Drain the fusilli. Add the fusilli and arugula to the skillet. Toss to combine. Season the pasta, to taste, with salt and pepper. Transfer the pasta to a large bowl and serve.
I looooooove risotto. Actually, I love pretty much any rice dish, but risotto is probably my second-favorite version (with the first being paella). People think risotto is a difficult and time-consuming dish, but the truth is that once you master the basic techniques, you could probably make it in your sleep. The most important things to remember when cooking risotto are: 1) make sure that ALL of the rice gets coated with butter and toasted (but not browned) before adding any liquid, and 2) do add the stock gradually (about 1/2 cup at a time) and wait until each round of liquid is absorbed before adding the next. The first tip will give the rice a really great bite, and the second will allow the creamy texture to develop by slowly drawing out the starch.
I’ve tried many varieties of risotto, but when I saw that this one (which, in case you’re interested, I saw on an episode of “Everyday Italian”) used champagne instead of dry white wine, I was intrigued. After all, as anyone who knows me will tell you, I’m a big fan of the bubbly–and New Year’s Eve shouldn’t be the only time of year that the corks get popped!

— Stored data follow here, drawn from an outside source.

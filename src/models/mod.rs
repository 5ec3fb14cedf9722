pub mod assessment;
pub mod candidate;
pub mod company;
pub mod interview;
pub mod job;
pub mod mentor;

Not only is this dish delicious and filling, but it looks impressive on the plate. I’d recommend pairing it with a small green salad (if you feel so inclined, that is–the risotto is VERY filling on its own) and the leftover champagne. Enjoy!
Serves 2 people (I doubled the recipe and it turned out great). Cooking time: about an hour.
Preheat the oven to 450 degrees F.
Place the slices of prosciutto on a lightly greased baking sheet. Bake until the prosciutto slices are almost completely crisp, about 6 to 8 minutes. The slices will crisp up even more as they cool. Reserve for garnish.
In a medium saucepan, bring the chicken stock to a boil. Reduce heat to a simmer. Blanch the asparagus in the chicken stock for 2 minutes. Remove the asparagus with a slotted spoon. Set the asparagus aside and keep
the chicken stock at a low simmer.
In another medium saucepan, melt 1 tablespoon of the butter. Add the shallot and cook until tender, about 3 minutes. Add the Arborio rice and stir to coat in the butter. Continue toasting the rice, stirring constantly, for about 3 minutes more. Add the Champagne and simmer until the liquid has almost evaporated, about 3 minutes. Add 1/2 cup of the
simmering broth and stir until almost completely absorbed, about 2 minutes. Continue cooking the rice, adding the broth 1/2 cup at a time, stirring constantly and allowing each addition of broth to absorb before adding the next, until the rice is tender but still firm to the bite and the mixture is creamy, about 20 minutes total. Remove from the heat. Gently stir in the asparagus, remaining butter, Parmesan, salt, and pepper. Spoon the risotto into serving dishes and garnish by breaking the crisp prosciutto into smaller pieces over the top of the risotto. Serve immediately.